Ich habe sechs Milliarden Gags gemacht, darunter ein paar über Pocher. Es waren zwei schöne Jahre mit ihm. Wenn Olli jetzt durch die Tür reinkommt, würd’ ich sagen: He, lieber Olli, setz dich hin, ich werde gerade von der Hauptstadtpresse kritisch in die Mangel genommen. Was sagst du dazu?

Haben Sie Precht in Ihrer Show als Gast? - Sicher nicht.

Adorno, Horkheimer, Hans Mayer, solche Namen werfen Sie zwischen die Gags weiter in Ihre Show rein?

Wir zitieren Namen, von denen die Generation Smartphone nichts gehört hat. Das bedeutet für mich: So lange weitermachen, bis es wieder heißt, es gibt noch einen, der Hans Mayer, wenn nicht verstanden, so doch gelesen hat. Der könnte doch auch mal mit Richard David Precht essen gehen.

Haben Sie Precht in Ihrer Show als Gast? Mit dem könnten Sie über Adorno reden.

Sicher nicht. Der macht doch Primetimeshow im ZDF, oder? Talkgäste bleiben Bestandteil der Show, genauso wie die jungen Wilden als Sidekicks, Klaas Heufer-Umlauf, Pierre M. Krause oder Olli Dittrich. Neu kommen Mirjam Weichselbraun und Stefanie Stappenbeck dazu.

Die „Schmidt-Show“ bleibt ohne Reform, ohne Innovation, ohne Weiterentwicklung.

In der Theologie begeht der Glaube Selbstmord. Ein toller Satz von Karl Rahner. Das hat mich von der Lektüre jeglicher katholischer Hintergrundliteratur befreit und meine Show vor vielen Fehlern bewahrt. Ich sage mir immer: Kerzchen und Marienbild, da sind wir richtig.

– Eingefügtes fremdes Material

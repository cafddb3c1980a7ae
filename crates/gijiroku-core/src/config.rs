use crate::error::ConfigError;
use regex::Regex;
use serde::Deserialize;
use std::fmt;
use std::path::{Path, PathBuf};

#[derive(Debug, Deserialize, Clone)]
pub struct AppConfig {
    #[serde(default)]
    pub general: GeneralConfig,

    #[serde(default)]
    pub storage: StorageConfig,

    pub pipeline: PipelineConfig,

    #[serde(default)]
    pub engine: EngineConfig,

    #[serde(default)]
    pub notify: Option<NotifyConfig>,
}

#[derive(Debug, Deserialize, Clone)]
pub struct GeneralConfig {
    #[serde(default = "default_log_level")]
    pub log_level: String,
}

impl Default for GeneralConfig {
    fn default() -> Self {
        Self {
            log_level: default_log_level(),
        }
    }
}

#[derive(Debug, Deserialize, Clone)]
pub struct StorageConfig {
    #[serde(default = "default_storage_backend")]
    pub backend: String,

    #[serde(default = "default_storage_root")]
    pub root: PathBuf,
}

impl Default for StorageConfig {
    fn default() -> Self {
        Self {
            backend: default_storage_backend(),
            root: default_storage_root(),
        }
    }
}

#[derive(Debug, Deserialize, Clone)]
pub struct PipelineConfig {
    /// Identifier handed to the secret source; the credential lookup is
    /// invocation-wide and mandatory.
    pub secret_name: String,

    #[serde(default = "default_secret_source")]
    pub secret_source: String,

    #[serde(default = "default_language")]
    pub language: String,

    #[serde(default)]
    pub output_format: OutputFormat,

    #[serde(default = "default_audio_prefix")]
    pub audio_prefix: String,

    #[serde(default = "default_transcript_prefix")]
    pub transcript_prefix: String,

    #[serde(default = "default_summary_prefix")]
    pub summary_prefix: String,

    /// Which artifact the notification digest should reference when the
    /// output mode produces more than one.
    #[serde(default)]
    pub notify_artifact: NotifyArtifact,
}

#[derive(Debug, Deserialize, Clone)]
pub struct EngineConfig {
    #[serde(default = "default_engine_name")]
    pub name: String,

    #[serde(default = "default_base_url")]
    pub base_url: String,

    #[serde(default = "default_transcribe_model")]
    pub transcribe_model: String,

    #[serde(default = "default_summary_model")]
    pub summary_model: String,

    #[serde(default = "default_temperature")]
    pub temperature: f32,
}

impl Default for EngineConfig {
    fn default() -> Self {
        Self {
            name: default_engine_name(),
            base_url: default_base_url(),
            transcribe_model: default_transcribe_model(),
            summary_model: default_summary_model(),
            temperature: default_temperature(),
        }
    }
}

#[derive(Debug, Deserialize, Clone)]
pub struct NotifyConfig {
    pub sink: String,

    #[serde(default)]
    pub url: Option<String>,
}

#[derive(Debug, Deserialize, Clone, Copy, PartialEq, Eq, Default)]
#[serde(rename_all = "lowercase")]
pub enum OutputFormat {
    #[default]
    Json,
    Markdown,
    Both,
}

impl OutputFormat {
    pub fn includes_json(self) -> bool {
        matches!(self, Self::Json | Self::Both)
    }

    pub fn includes_markdown(self) -> bool {
        matches!(self, Self::Markdown | Self::Both)
    }
}

impl fmt::Display for OutputFormat {
    fn fmt(&self, f: &mut fmt::Formatter<'_>) -> fmt::Result {
        match self {
            Self::Json => write!(f, "json"),
            Self::Markdown => write!(f, "markdown"),
            Self::Both => write!(f, "both"),
        }
    }
}

#[derive(Debug, Deserialize, Clone, Copy, PartialEq, Eq, Default)]
#[serde(rename_all = "lowercase")]
pub enum NotifyArtifact {
    #[default]
    Json,
    Markdown,
}

fn default_log_level() -> String {
    "info".to_string()
}

fn default_storage_backend() -> String {
    "fs".to_string()
}

fn default_storage_root() -> PathBuf {
    PathBuf::from("./data")
}

fn default_secret_source() -> String {
    "env".to_string()
}

fn default_language() -> String {
    "ja".to_string()
}

fn default_audio_prefix() -> String {
    "raw-audio/".to_string()
}

fn default_transcript_prefix() -> String {
    "transcripts/".to_string()
}

fn default_summary_prefix() -> String {
    "summaries/".to_string()
}

fn default_engine_name() -> String {
    "openai".to_string()
}

fn default_base_url() -> String {
    "https://api.openai.com/v1".to_string()
}

fn default_transcribe_model() -> String {
    "gpt-4o-transcribe-diarize".to_string()
}

fn default_summary_model() -> String {
    "gpt-4o".to_string()
}

fn default_temperature() -> f32 {
    0.3
}

/// Interpolate `${VAR}` patterns with environment variable values.
fn interpolate_env_vars(input: &str) -> Result<String, ConfigError> {
    let re = Regex::new(r"\$\{([^}]+)\}").unwrap();
    let mut result = input.to_string();
    let mut errors = Vec::new();

    for cap in re.captures_iter(input) {
        let var_name = &cap[1];
        match std::env::var(var_name) {
            Ok(val) => {
                result = result.replace(&cap[0], &val);
            }
            Err(_) => {
                errors.push(var_name.to_string());
            }
        }
    }

    if let Some(first_missing) = errors.into_iter().next() {
        return Err(ConfigError::EnvVarNotFound(first_missing));
    }

    Ok(result)
}

impl AppConfig {
    /// Load configuration from a TOML file, with environment variable interpolation.
    pub fn load_from_file(path: &Path) -> Result<Self, ConfigError> {
        let content = std::fs::read_to_string(path)?;
        let interpolated = interpolate_env_vars(&content)?;
        let config: AppConfig = toml::from_str(&interpolated)?;
        Ok(config)
    }

    /// Parse configuration from a TOML string (for testing).
    pub fn from_toml_str(s: &str) -> Result<Self, ConfigError> {
        let interpolated = interpolate_env_vars(s)?;
        let config: AppConfig = toml::from_str(&interpolated)?;
        Ok(config)
    }
}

Was ist eigentlich mit Ihrer Gage für die Show? Steigt da bei Harald Schmidt noch die Stimmung?

Die Gage ist für mich nicht mehr das Entscheidende. Da habe ich mich lange von gelöst. Das Entscheidende für mich ist, die Sendung machen zu können. Wichtiger, als dass ich Geld verdiene, ist, dass ich die Produktion bezahlen kann.

Sie denken mehr an andere als an sich.

Ich könnte ja locker Geld verdienen als Mediensöldner. Hier ’ne Moderation, dort ’ne Gala, da ein Panel. Interessiert mich alles nicht. Ich brauche Kapital, eingehaltenen Lohn, wie die Marxisten wissen, um meine Mitarbeiter, die Produktion und das Studio bezahlen zu können.

Das klingt nach Arbeitgeberverständnis.

Ne, ich bin ein Ausbeuter. Und dazu brauche ich Werkzeug für die Knechte.

Das Gespräch führten Markus Ehrenberg und Joachim Huber

Harald Schmidt wurde am 17. August 1957 in Neu-Ulm geboren. Nach Schauspielstudium und Bühnen-Engagements erste TV-Erfahrungen 1988  mit „MAZ ab!“. Es folgte „Schmidteinander“. Seine Late-Night-Show etablierte Schmidt von 1995 bis 2003 bei Sat 1, danach in der ARD, zuletzt wieder bei Sat 1, wo die Show wegen schlechter Quoten eingestellt wurde. Ab Dienstag (22 Uhr 15) kehrt die Schmidt- Show beim Pay-TV-Sender Sky Atlantic HD dreimal die Woche auf den Bildschirm zurück. Schmidt lebt mit Lebensgefährtin in Köln und hat fünf Kinder.